▼

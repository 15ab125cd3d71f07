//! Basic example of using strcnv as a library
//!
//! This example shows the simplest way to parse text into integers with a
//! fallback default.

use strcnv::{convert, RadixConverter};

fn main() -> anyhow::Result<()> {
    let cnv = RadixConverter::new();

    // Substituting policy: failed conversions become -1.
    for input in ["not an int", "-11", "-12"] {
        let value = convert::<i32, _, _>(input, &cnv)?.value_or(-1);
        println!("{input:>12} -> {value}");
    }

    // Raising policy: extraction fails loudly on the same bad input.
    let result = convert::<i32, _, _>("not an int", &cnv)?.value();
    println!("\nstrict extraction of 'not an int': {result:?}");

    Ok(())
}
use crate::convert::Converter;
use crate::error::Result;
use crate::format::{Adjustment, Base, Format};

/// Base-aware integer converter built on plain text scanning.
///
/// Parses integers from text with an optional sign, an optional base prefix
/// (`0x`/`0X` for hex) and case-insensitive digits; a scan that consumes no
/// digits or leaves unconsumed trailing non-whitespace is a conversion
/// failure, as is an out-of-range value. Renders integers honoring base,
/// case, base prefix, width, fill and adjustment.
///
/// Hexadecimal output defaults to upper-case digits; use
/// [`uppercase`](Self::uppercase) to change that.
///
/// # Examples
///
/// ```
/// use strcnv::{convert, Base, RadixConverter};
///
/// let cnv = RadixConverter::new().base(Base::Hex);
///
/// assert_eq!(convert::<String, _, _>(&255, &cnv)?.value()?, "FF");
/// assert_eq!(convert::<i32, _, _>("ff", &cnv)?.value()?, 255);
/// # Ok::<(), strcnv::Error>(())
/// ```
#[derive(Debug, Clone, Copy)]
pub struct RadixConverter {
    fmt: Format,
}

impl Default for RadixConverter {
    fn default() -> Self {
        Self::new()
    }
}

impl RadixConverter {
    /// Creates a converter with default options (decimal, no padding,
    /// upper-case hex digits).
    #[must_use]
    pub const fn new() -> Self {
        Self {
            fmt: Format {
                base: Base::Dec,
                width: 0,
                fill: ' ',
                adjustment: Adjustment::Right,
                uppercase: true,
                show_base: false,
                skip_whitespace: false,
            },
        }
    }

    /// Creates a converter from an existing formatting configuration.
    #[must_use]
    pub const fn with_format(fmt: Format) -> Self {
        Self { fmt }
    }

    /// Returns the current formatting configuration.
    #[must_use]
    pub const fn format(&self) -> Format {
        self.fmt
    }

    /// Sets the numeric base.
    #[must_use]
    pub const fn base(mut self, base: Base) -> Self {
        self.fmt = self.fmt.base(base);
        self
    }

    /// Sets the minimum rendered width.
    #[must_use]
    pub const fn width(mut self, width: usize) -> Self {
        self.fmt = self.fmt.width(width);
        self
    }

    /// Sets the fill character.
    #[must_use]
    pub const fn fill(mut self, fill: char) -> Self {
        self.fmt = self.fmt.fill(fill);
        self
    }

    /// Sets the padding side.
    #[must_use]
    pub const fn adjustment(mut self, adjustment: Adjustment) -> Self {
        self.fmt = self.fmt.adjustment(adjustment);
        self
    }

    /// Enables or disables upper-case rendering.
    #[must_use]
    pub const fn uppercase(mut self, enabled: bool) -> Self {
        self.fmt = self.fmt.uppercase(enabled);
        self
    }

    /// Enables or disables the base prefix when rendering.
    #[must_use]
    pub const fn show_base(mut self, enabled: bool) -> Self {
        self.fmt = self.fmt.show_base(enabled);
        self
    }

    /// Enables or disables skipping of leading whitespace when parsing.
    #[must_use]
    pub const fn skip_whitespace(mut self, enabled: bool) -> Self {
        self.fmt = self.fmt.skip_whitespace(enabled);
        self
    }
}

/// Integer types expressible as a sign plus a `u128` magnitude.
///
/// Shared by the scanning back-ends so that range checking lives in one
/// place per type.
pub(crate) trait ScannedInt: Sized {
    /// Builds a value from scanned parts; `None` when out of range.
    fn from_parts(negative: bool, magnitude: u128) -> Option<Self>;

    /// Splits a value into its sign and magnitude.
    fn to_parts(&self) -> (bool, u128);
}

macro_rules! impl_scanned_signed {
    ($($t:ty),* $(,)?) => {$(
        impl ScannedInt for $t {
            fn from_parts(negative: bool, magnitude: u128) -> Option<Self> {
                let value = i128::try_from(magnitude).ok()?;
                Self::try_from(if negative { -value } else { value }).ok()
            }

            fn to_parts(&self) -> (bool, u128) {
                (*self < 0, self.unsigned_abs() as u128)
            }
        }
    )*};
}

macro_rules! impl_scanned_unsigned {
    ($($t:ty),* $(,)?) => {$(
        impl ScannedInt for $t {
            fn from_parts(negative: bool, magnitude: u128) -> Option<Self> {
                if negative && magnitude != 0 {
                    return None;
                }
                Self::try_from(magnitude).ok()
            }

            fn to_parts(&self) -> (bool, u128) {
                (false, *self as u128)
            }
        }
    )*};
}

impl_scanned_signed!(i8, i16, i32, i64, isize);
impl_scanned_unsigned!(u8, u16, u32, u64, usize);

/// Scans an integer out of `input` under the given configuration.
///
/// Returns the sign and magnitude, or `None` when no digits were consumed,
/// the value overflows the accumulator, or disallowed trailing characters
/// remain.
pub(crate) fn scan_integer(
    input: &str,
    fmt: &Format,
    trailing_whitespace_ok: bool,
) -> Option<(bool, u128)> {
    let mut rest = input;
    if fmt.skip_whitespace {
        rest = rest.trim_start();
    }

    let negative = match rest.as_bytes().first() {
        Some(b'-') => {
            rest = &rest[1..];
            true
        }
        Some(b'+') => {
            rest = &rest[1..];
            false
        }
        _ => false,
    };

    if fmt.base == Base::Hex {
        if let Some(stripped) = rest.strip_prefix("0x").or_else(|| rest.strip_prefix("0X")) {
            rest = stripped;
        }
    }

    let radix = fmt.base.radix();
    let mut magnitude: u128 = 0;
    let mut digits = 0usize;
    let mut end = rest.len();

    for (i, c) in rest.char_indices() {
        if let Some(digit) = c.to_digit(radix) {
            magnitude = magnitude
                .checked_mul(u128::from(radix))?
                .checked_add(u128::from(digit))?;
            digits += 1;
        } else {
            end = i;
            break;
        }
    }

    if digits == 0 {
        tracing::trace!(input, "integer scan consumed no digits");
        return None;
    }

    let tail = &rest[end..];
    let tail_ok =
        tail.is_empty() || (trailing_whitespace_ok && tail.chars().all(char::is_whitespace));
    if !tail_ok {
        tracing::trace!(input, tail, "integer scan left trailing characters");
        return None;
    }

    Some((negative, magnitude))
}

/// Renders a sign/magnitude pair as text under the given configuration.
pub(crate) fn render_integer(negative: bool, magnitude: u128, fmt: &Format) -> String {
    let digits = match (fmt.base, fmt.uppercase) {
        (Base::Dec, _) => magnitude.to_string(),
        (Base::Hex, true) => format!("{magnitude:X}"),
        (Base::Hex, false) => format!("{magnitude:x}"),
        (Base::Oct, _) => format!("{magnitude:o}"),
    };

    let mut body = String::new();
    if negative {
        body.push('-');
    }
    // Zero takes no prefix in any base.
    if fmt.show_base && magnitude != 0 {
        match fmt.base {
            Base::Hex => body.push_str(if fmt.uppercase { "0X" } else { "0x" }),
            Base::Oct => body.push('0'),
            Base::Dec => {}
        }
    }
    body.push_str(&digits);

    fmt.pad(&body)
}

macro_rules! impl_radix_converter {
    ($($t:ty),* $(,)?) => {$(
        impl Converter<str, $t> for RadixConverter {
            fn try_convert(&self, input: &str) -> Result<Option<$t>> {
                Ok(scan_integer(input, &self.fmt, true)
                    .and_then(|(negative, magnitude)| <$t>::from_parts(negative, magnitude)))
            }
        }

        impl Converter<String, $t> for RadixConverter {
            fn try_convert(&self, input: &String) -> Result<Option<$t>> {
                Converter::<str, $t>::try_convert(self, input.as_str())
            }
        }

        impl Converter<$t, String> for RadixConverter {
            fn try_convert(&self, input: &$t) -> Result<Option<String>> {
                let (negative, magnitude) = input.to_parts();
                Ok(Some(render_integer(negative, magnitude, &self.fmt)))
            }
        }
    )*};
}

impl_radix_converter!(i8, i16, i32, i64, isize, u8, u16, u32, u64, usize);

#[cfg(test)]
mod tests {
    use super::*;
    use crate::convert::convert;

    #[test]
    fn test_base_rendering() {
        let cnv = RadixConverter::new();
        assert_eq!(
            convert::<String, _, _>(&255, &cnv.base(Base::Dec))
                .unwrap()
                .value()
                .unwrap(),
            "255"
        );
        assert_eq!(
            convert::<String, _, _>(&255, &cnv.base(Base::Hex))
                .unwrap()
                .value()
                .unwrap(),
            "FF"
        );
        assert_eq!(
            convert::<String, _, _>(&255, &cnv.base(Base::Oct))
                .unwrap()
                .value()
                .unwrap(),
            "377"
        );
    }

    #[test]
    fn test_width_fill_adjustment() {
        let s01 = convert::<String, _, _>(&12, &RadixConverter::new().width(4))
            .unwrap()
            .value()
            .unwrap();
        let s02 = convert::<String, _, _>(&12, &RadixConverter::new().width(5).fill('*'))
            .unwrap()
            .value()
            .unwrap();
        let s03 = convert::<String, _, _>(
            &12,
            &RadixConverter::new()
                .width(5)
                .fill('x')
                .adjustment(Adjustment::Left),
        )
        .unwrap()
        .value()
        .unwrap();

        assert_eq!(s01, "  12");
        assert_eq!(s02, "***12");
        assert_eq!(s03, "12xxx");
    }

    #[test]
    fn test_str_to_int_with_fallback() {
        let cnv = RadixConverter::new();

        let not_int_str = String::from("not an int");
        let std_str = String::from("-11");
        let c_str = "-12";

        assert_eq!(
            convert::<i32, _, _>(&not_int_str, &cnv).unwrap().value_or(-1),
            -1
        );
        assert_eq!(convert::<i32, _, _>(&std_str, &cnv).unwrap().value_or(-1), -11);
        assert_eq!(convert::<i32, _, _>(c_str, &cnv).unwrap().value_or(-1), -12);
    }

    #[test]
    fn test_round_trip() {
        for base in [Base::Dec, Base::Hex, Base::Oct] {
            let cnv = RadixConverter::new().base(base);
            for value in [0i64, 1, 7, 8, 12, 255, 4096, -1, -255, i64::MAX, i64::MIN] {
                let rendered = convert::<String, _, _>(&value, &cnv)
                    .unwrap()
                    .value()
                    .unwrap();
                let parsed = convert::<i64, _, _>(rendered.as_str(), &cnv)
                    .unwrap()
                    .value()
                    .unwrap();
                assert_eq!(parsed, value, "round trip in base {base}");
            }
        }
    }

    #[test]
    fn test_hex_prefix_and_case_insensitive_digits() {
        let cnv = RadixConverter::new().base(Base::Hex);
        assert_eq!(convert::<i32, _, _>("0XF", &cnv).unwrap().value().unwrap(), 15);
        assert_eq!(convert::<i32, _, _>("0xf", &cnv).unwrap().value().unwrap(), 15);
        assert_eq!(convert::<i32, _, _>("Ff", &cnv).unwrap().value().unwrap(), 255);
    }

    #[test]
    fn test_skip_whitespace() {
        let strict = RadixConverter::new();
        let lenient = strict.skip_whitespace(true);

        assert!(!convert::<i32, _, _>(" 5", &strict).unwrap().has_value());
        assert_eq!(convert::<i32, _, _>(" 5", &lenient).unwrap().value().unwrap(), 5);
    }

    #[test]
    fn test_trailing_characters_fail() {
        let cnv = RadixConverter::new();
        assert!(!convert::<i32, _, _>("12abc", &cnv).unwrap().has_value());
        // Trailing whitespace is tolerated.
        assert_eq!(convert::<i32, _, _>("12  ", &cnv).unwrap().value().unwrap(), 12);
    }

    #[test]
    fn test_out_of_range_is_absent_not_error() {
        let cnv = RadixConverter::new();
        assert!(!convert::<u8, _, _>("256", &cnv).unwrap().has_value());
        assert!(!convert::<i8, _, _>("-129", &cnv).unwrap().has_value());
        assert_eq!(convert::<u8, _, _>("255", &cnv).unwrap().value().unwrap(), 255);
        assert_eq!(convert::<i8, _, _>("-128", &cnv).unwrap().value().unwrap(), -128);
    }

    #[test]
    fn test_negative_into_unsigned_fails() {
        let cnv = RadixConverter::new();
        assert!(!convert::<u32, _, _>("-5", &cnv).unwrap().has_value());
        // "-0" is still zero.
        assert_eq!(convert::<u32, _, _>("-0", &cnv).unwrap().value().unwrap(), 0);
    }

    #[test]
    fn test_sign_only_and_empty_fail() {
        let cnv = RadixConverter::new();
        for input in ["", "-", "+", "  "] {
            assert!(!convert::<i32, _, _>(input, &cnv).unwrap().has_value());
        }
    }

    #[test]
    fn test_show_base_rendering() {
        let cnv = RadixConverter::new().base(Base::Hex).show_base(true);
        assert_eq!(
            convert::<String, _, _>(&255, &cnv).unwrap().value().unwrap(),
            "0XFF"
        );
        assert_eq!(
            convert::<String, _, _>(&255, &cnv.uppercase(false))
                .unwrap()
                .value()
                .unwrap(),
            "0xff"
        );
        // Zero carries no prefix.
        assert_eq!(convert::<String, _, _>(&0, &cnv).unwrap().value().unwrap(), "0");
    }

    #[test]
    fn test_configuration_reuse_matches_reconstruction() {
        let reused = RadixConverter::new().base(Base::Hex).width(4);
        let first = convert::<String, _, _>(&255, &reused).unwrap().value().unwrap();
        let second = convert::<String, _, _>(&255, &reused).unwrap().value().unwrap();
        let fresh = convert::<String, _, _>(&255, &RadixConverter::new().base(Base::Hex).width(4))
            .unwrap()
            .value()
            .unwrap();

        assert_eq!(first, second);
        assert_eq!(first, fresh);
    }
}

▲

Exactly the lines from the start of the entries through the one bearing "failure, as is" are to be output, with both ends included.

repository 15ab125cd3d71f07
//! Basic example of using strcnv as a library
//!
//! This example shows the simplest way to parse text into integers with a
//! fallback default.

use strcnv::{convert, RadixConverter};

fn main() -> anyhow::Result<()> {
    let cnv = RadixConverter::new();

    // Substituting policy: failed conversions become -1.
    for input in ["not an int", "-11", "-12"] {
        let value = convert::<i32, _, _>(input, &cnv)?.value_or(-1);
        println!("{input:>12} -> {value}");
    }

    // Raising policy: extraction fails loudly on the same bad input.
    let result = convert::<i32, _, _>("not an int", &cnv)?.value();
    println!("\nstrict extraction of 'not an int': {result:?}");

    Ok(())
}
use crate::convert::Converter;
use crate::error::Result;
use crate::format::{Adjustment, Base, Format};

/// Base-aware integer converter built on plain text scanning.
///
/// Parses integers from text with an optional sign, an optional base prefix
/// (`0x`/`0X` for hex) and case-insensitive digits; a scan that consumes no
/// digits or leaves unconsumed trailing non-whitespace is a conversion
/// failure, as is an out-of-range value. Renders integers honoring base,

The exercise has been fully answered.